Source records
::::::::::
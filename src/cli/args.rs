// Author: Eshan Roy
// SPDX-License-Identifier: MIT

//! CLI argument definitions using clap.

use clap::{Args, Parser, Subcommand};
use std::path::PathBuf;

use crate::config::{ReportingMode, Strategy};

/// merge-checks - commit hygiene gate for pull requests
///
/// Verifies that a branch contains no fixup/squash or merge commits, no
/// duplicated messages, and only conventional commit subjects.
#[derive(Parser, Debug)]
#[command(name = "merge-checks")]
#[command(author = "Eshan Roy")]
#[command(version)]
#[command(about = "Commit hygiene gate for pull requests", long_about = None)]
#[command(propagate_version = true)]
pub struct Cli {
    /// The command to run
    #[command(subcommand)]
    pub command: Commands,

    /// Enable debug logging
    #[arg(short, long, global = true)]
    pub debug: bool,

    /// Log statuses instead of posting them
    #[arg(long, global = true)]
    pub dry_run: bool,

    /// Output format for machine-readable output
    #[arg(long, global = true, value_enum)]
    pub format: Option<OutputFormat>,

    /// Path to configuration file
    #[arg(short, long, global = true)]
    pub config: Option<PathBuf>,
}

/// Output format for CI and scripting.
#[derive(Debug, Clone, Copy, PartialEq, Eq, clap::ValueEnum)]
pub enum OutputFormat {
    /// Plain text output (default)
    Text,
    /// JSON output for machine parsing
    Json,
}

/// Available commands.
#[derive(Subcommand, Debug, Clone)]
pub enum Commands {
    /// Check the pushed commit and report a commit status (CI entry point)
    Run(RunArgs),

    /// Check a local commit range without reporting anything
    Check(CheckArgs),

    /// Write an example configuration file
    Init(InitArgs),

    /// Print version information
    Version,
}

/// Identifiers of the current CI run, read from the environment.
#[derive(Args, Debug, Clone, PartialEq, Eq)]
pub struct RunEnvironment {
    /// Repository in `owner/name` form
    #[arg(long, env = "GITHUB_REPOSITORY")]
    pub repository: String,

    /// Commit to check
    #[arg(long, env = "GITHUB_SHA")]
    pub sha: String,

    /// API token used for comparing and posting statuses
    #[arg(long, env = "GITHUB_TOKEN", hide_env_values = true)]
    pub token: String,

    /// Web URL of the hosting server
    #[arg(long, env = "GITHUB_SERVER_URL", default_value = "https://github.com")]
    pub server_url: String,

    /// Id of the workflow run, used for the status details link
    #[arg(long, env = "GITHUB_RUN_ID")]
    pub run_id: String,
}

impl RunEnvironment {
    /// Link to the workflow run shown next to the status.
    pub fn details_url(&self) -> String {
        format!(
            "{}/{}/actions/runs/{}",
            self.server_url.trim_end_matches('/'),
            self.repository,
            self.run_id
        )
    }
}

/// Arguments for the run command.
#[derive(Parser, Debug, Clone)]
pub struct RunArgs {
    #[command(flatten)]
    pub env: RunEnvironment,

    /// Branch to compare against (default: from config, then the repository default)
    #[arg(long)]
    pub base_ref: Option<String>,

    /// Override the resolution strategy
    #[arg(long, value_enum)]
    pub strategy: Option<Strategy>,

    /// Override the exit code convention
    #[arg(long, value_enum)]
    pub mode: Option<ReportingMode>,
}

/// Arguments for the check command.
#[derive(Parser, Debug, Clone)]
pub struct CheckArgs {
    /// Base revision (default: <remote>/<base_ref> from config)
    #[arg(long)]
    pub base: Option<String>,

    /// Head revision
    #[arg(long, default_value = "HEAD")]
    pub head: String,

    /// Check exactly these commits instead of a range
    #[arg(long, num_args = 1.., conflicts_with = "base")]
    pub commits: Vec<String>,

    /// Fetch the base branch before resolving
    #[arg(long)]
    pub fetch: bool,
}

/// Arguments for the init command.
#[derive(Parser, Debug, Clone)]
pub struct InitArgs {
    /// Overwrite existing configuration
    #[arg(short, long)]
    pub force: bool,
}
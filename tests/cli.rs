// Author: Eshan Roy
// SPDX-License-Identifier: MIT

//! End-to-end tests of the merge-checks binary.

use assert_cmd::Command;
use git2::{Oid, Repository, Signature};
use predicates::prelude::*;
use std::path::Path;
use tempfile::TempDir;

const OFFLINE_CONFIG: &str = r#"
[resolver]
fetch = false
"#;

fn commit(repo: &Repository, message: &str, parents: &[Oid]) -> Oid {
    let sig = Signature::now("Test User", "test@example.com").unwrap();
    let tree_id = repo.index().unwrap().write_tree().unwrap();
    let tree = repo.find_tree(tree_id).unwrap();
    let parents: Vec<git2::Commit<'_>> = parents
        .iter()
        .map(|id| repo.find_commit(*id).unwrap())
        .collect();
    let parent_refs: Vec<&git2::Commit<'_>> = parents.iter().collect();
    let oid = repo
        .commit(None, &sig, &sig, message, &tree, &parent_refs)
        .unwrap();
    repo.set_head_detached(oid).unwrap();
    oid
}

/// A repository with a root commit, plus an offline config next to it.
fn setup(dir: &Path) -> (Repository, Oid) {
    let repo = Repository::init(dir).unwrap();
    let root = commit(&repo, "chore(repo): initial commit", &[]);
    std::fs::write(dir.join("merge-checks.toml"), OFFLINE_CONFIG).unwrap();
    (repo, root)
}

fn merge_checks(dir: &Path) -> Command {
    let mut cmd = Command::cargo_bin("merge-checks").unwrap();
    cmd.current_dir(dir);
    cmd
}

#[test]
fn test_version() {
    Command::cargo_bin("merge-checks")
        .unwrap()
        .arg("version")
        .assert()
        .success()
        .stdout(predicate::str::starts_with("merge-checks "));
}

#[test]
fn test_init_writes_config_once() {
    let dir = TempDir::new().unwrap();

    merge_checks(dir.path()).arg("init").assert().success();
    let written = std::fs::read_to_string(dir.path().join("merge-checks.toml")).unwrap();
    assert!(written.contains("[policy]"));

    merge_checks(dir.path())
        .arg("init")
        .assert()
        .failure()
        .stderr(predicate::str::contains("already exists"));

    merge_checks(dir.path())
        .args(["init", "--force"])
        .assert()
        .success();
}

#[test]
fn test_check_clean_range_passes() {
    let dir = TempDir::new().unwrap();
    let (repo, root) = setup(dir.path());
    let first = commit(&repo, "feat(cli): add flag", &[root]);
    commit(&repo, "docs(readme): describe flag", &[first]);

    merge_checks(dir.path())
        .args(["check", "--base", &root.to_string()])
        .assert()
        .success()
        .stdout(predicate::str::contains("All checks passed"));
}

#[test]
fn test_check_fixup_fails() {
    let dir = TempDir::new().unwrap();
    let (repo, root) = setup(dir.path());
    let first = commit(&repo, "feat(cli): add flag", &[root]);
    let tip = commit(&repo, "fixup! feat(cli): add flag", &[first]);

    merge_checks(dir.path())
        .args([
            "check",
            "--base",
            &root.to_string(),
            "--head",
            &tip.to_string(),
        ])
        .assert()
        .code(1)
        .stdout(predicate::str::contains("1 fixup and 0 squash commits found"));
}

#[test]
fn test_check_identical_head() {
    let dir = TempDir::new().unwrap();
    setup(dir.path());

    merge_checks(dir.path())
        .args(["check", "--base", "HEAD"])
        .assert()
        .success()
        .stdout(predicate::str::contains("No commits to check"));
}

#[test]
fn test_check_commit_list_json() {
    let dir = TempDir::new().unwrap();
    let (repo, root) = setup(dir.path());
    let side = commit(&repo, "feat(cli): side work", &[root]);
    let merge = commit(&repo, "chore(repo): merge side", &[root, side]);

    merge_checks(dir.path())
        .args(["--format", "json", "check", "--commits", &merge.to_string()])
        .assert()
        .code(1)
        .stdout(predicate::str::contains("\"failed_check\": \"merge-commits\""))
        .stdout(predicate::str::contains("\"summary\": \"Contains merge commits\""));
}

#[test]
fn test_dry_run_local_strategy_reporting_modes() {
    let dir = TempDir::new().unwrap();
    let (repo, root) = setup(dir.path());
    repo.reference("refs/remotes/origin/main", root, true, "test")
        .unwrap();
    let tip = commit(&repo, "update stuff", &[root]);

    let run_args = [
        "--dry-run",
        "run",
        "--strategy",
        "local",
        "--base-ref",
        "main",
        "--repository",
        "acme/widgets",
        "--sha",
        &tip.to_string(),
        "--token",
        "unused",
        "--run-id",
        "1",
    ];

    merge_checks(dir.path())
        .args(run_args)
        .assert()
        .success()
        .stdout(predicate::str::contains("Invalid commit message format found"))
        .stdout(predicate::str::contains("update stuff"));

    merge_checks(dir.path())
        .args(run_args)
        .args(["--mode", "exit-code"])
        .assert()
        .code(1);
}

#[test]
fn test_run_resolves_abbreviated_sha() {
    let dir = TempDir::new().unwrap();
    let (repo, root) = setup(dir.path());
    repo.reference("refs/remotes/origin/main", root, true, "test")
        .unwrap();
    let short_sha = root.to_string()[..8].to_string();

    merge_checks(dir.path())
        .args([
            "--dry-run",
            "run",
            "--strategy",
            "local",
            "--base-ref",
            "main",
            "--repository",
            "acme/widgets",
            "--sha",
            &short_sha,
            "--token",
            "unused",
            "--run-id",
            "1",
            "--mode",
            "exit-code",
        ])
        .assert()
        .success()
        .stdout(predicate::str::contains("No commits to check"));
}
use lazy_static::lazy_static;
use prometheus::{register_int_counter, register_int_counter_vec, IntCounter, IntCounterVec};

lazy_static! {
    pub static ref FAILURES_TRANSLATED_TOTAL: IntCounterVec = register_int_counter_vec!(
        "failures_translated_total",
        "Total request failures converted into error responses",
        &["code"]  // code: 00001 (validation), 00009 (unhandled)
    )
    .unwrap();

    pub static ref FAILURE_RESPONSE_WRITE_ERRORS_TOTAL: IntCounter = register_int_counter!(
        "failure_response_write_errors_total",
        "Total errors while writing a translated error response"
    )
    .unwrap();
}

/// Initialize all metrics (called on startup)
pub fn init_metrics() {
    // Force lazy_static initialization
    lazy_static::initialize(&FAILURES_TRANSLATED_TOTAL);
    lazy_static::initialize(&FAILURE_RESPONSE_WRITE_ERRORS_TOTAL);
}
::::::::::
Task statement » Each line from the top of the records above through the line containing "the hosting server" needs to be transcribed exactly, and no line after it.

Result of this exercise »
filename src/cli/args.rs
// Author: Eshan Roy
// SPDX-License-Identifier: MIT

//! CLI argument definitions using clap.

use clap::{Args, Parser, Subcommand};
use std::path::PathBuf;

use crate::config::{ReportingMode, Strategy};

/// merge-checks - commit hygiene gate for pull requests
///
/// Verifies that a branch contains no fixup/squash or merge commits, no
/// duplicated messages, and only conventional commit subjects.
#[derive(Parser, Debug)]
#[command(name = "merge-checks")]
#[command(author = "Eshan Roy")]
#[command(version)]
#[command(about = "Commit hygiene gate for pull requests", long_about = None)]
#[command(propagate_version = true)]
pub struct Cli {
    /// The command to run
    #[command(subcommand)]
    pub command: Commands,

    /// Enable debug logging
    #[arg(short, long, global = true)]
    pub debug: bool,

    /// Log statuses instead of posting them
    #[arg(long, global = true)]
    pub dry_run: bool,

    /// Output format for machine-readable output
    #[arg(long, global = true, value_enum)]
    pub format: Option<OutputFormat>,

    /// Path to configuration file
    #[arg(short, long, global = true)]
    pub config: Option<PathBuf>,
}

/// Output format for CI and scripting.
#[derive(Debug, Clone, Copy, PartialEq, Eq, clap::ValueEnum)]
pub enum OutputFormat {
    /// Plain text output (default)
    Text,
    /// JSON output for machine parsing
    Json,
}

/// Available commands.
#[derive(Subcommand, Debug, Clone)]
pub enum Commands {
    /// Check the pushed commit and report a commit status (CI entry point)
    Run(RunArgs),

    /// Check a local commit range without reporting anything
    Check(CheckArgs),

    /// Write an example configuration file
    Init(InitArgs),

    /// Print version information
    Version,
}

/// Identifiers of the current CI run, read from the environment.
#[derive(Args, Debug, Clone, PartialEq, Eq)]
pub struct RunEnvironment {
    /// Repository in `owner/name` form
    #[arg(long, env = "GITHUB_REPOSITORY")]
    pub repository: String,

    /// Commit to check
    #[arg(long, env = "GITHUB_SHA")]
    pub sha: String,

    /// API token used for comparing and posting statuses
    #[arg(long, env = "GITHUB_TOKEN", hide_env_values = true)]
    pub token: String,

    /// Web URL of the hosting server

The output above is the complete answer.